If you’ve followed me on Twitter for any length of time, you’ll know I’m someone who is very much into open access, open science, transparency, replicability and traceability. I strongly believe that we should make our research as open and transparent as possible so that people can replicate our findings (or fail to replicate, as the case may be). In fact, if you read my tweets from when the DART initiative started, I was actually pretty supportive.

Today, I am not so sure anymore. I started feeling quite uneasy and I can’t quite put my finger on the reason why. Since I use my writing to reflect on issues, I decided to write a blog post.

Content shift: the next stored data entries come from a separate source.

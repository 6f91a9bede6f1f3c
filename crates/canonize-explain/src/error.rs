//! Explanation errors

use canonize_props::PropertyKind;

/// Errors raised while explaining a difference
#[derive(Debug, Clone, PartialEq, Eq, thiserror::Error)]
pub enum ExplainError {
    /// Value handed to an explainer of another kind
    #[error("explainer for {expected} received a {actual} value")]
    KindMismatch {
        /// Kind the explainer serves
        expected: PropertyKind,
        /// Kind of the value received
        actual: PropertyKind,
    },

    /// No explainer registered for a kind
    #[error("no explainer registered for {0}")]
    NoExplainer(PropertyKind),
}

impl ExplainError {
    /// Create a kind mismatch error
    #[must_use]
    pub fn kind_mismatch(expected: PropertyKind, actual: PropertyKind) -> Self {
        Self::KindMismatch { expected, actual }
    }
}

Transparency is an issue that is important to me, but one that I don’t spend my every living moment thinking about. So, bear that in mind when you critique/read my post. These are some reflections that may be preliminary, and that may or not be correct. I don’t have the time nor the inclination to spend much time on this reflection at this point in my life. When I submit a paper to a journal whose standards for replication require me to be completely transparent about my data, I’ll have to reflect on it a lot more. Right now, I have papers to finish, so this reflection is necessarily incomplete.

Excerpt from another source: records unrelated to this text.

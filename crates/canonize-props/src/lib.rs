//! Canonize Props
//!
//! Fixed-vocabulary property extraction and set-to-set distance.
//!
//! # Core Concepts
//!
//! - [`PropertyKind`]: The closed set of fourteen facets
//! - [`PropertyValue`]: One typed value per kind
//! - [`PropertySet`]: Values keyed by kind; unparsable source gives the null set
//! - [`PropertyExtractor`]: Pure, deterministic source-to-set extraction
//! - [`DistanceCalculator`]: Mean per-kind distance in `[0, 1]`
//! - [`idioms`]: Structural detectors shared with the explainers and strategies
//!
//! # Example
//!
//! ```rust,ignore
//! use canonize_props::{DistanceCalculator, PropertyExtractor};
//!
//! let extractor = PropertyExtractor::default();
//! let a = extractor.extract("def f(n):\n    r = n * 2\n    return r\n");
//! let b = extractor.extract("def f(n):\n    return n * 2\n");
//! let d = DistanceCalculator::default().distance(&a, &b);
//! assert!(d > 0.0);
//! ```

#![warn(unreachable_pub)]
#![warn(missing_docs)]

pub mod idioms;

mod distance;
mod error;
mod extract;
mod kind;
mod value;

pub use distance::{DistanceCalculator, HashSelection, KindDistance, SeverityBand};
pub use error::PropertyError;
pub use extract::{ExtractionMode, PropertyExtractor};
pub use kind::{PropertyKind, ValueShape};
pub use value::{
    Algebraic, Complexity, ControlFlow, DataDependency, ExecutionPaths, FunctionContracts,
    Logical, Numerical, PropertySet, PropertyValue, RecursionBranching, RecursionSchema,
    SideEffects, Termination,
};

/// Version of this crate
pub const VERSION: &str = env!("CARGO_PKG_VERSION");

#[cfg(test)]
mod integration_tests {
    use super::*;
    use proptest::prelude::*;

    fn fragment() -> impl Strategy<Value = String> {
        let op = prop_oneof![Just("+"), Just("-"), Just("*"), Just("//")];
        (op, 0i64..100, any::<bool>(), any::<bool>()).prop_map(|(op, k, branch, temp)| {
            let mut source = String::from("def f(n, xs):\n");
            if branch {
                source.push_str(&format!("    if n > {k}:\n        return n {op} {k}\n"));
            }
            if temp {
                source.push_str(&format!("    r = n {op} {k}\n    return r\n"));
            } else {
                source.push_str(&format!("    return [x {op} {k} for x in xs]\n"));
            }
            source
        })
    }

    proptest! {
        /// Every well-formed set is at distance zero from itself
        #[test]
        fn distance_to_self_is_zero(source in fragment()) {
            let set = PropertyExtractor::default().extract(&source);
            prop_assert!(set.is_complete());
            prop_assert_eq!(DistanceCalculator::default().distance(&set, &set), 0.0);
            let literal = DistanceCalculator::new(HashSelection::Literal);
            prop_assert_eq!(literal.distance(&set, &set), 0.0);
        }

        /// Re-extraction is bit-identical
        #[test]
        fn extraction_is_deterministic(source in fragment()) {
            let extractor = PropertyExtractor::default();
            prop_assert_eq!(
                extractor.extract(&source).fingerprint().unwrap(),
                extractor.extract(&source).fingerprint().unwrap()
            );
        }

        /// Distance is symmetric and bounded
        #[test]
        fn distance_is_symmetric(a in fragment(), b in fragment()) {
            let extractor = PropertyExtractor::default();
            let (a, b) = (extractor.extract(&a), extractor.extract(&b));
            let calc = DistanceCalculator::default();
            let d = calc.distance(&a, &b);
            prop_assert!((0.0..=1.0).contains(&d));
            prop_assert!((d - calc.distance(&b, &a)).abs() < 1e-12);
        }
    }
}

The issue that prompted my reflection and uneasiness was the following: I read a paper authored by a specific researcher, we’ll call him A. This researcher used the primary data generated by another researcher, we will call her B (who seemed quite knowledgeable about the topic). Despite the fact that the fieldwork seemed quite short, I gave B the benefit of the doubt as she had published quite extensively about the topic. But A hadn’t. A’s foray into the topic seemed basically grabbing B’s data, thinking about it through a different theoretical lens, and voila, you have a peer reviewed paper. A cited B, and mentioned he had used her data.

Organizing my fieldwork notebook

When I finished reading the article, I felt really uneasy. This action (A publishing a paper using B’s fieldwork data) seemed unethical to me. I don’t know why, I can’t shake the feeling, and it may actually not be the case. But that’s how I felt. I shared my thoughts on Twitter. Now, if you know me, you’ll know that I’m more than happy to share my quantitative datasets, my papers, even my conference (draft) papers. Heck, I was even willing to share raw field notes. But this particular paper stopped me on my tracks.

The question, obviously, lingers… shouldn’t qualitative data be subjected to the same standards as quantitative? Why am I so willing to share my datasets so openly but my fieldwork (qualitative) data (interviews, participant observations) I don’t feel as excited to share as before? I don’t know, and I’m not sure if it’s the fact that I’m pre-tenure and I worry about being scooped (seeing as I’ve seen 5 papers published that were exactly the pieces I was going to write, this feeling has increased in the past few months).

WARNING – my commenting system is somehow not working as well as I would like it to, so if you have a long comment to write, I suggest you type it in Word or LaTeX and save it, and if you can’t insert it into my comments box section, email it to me, and I’ll post it directly on the WordPress interface.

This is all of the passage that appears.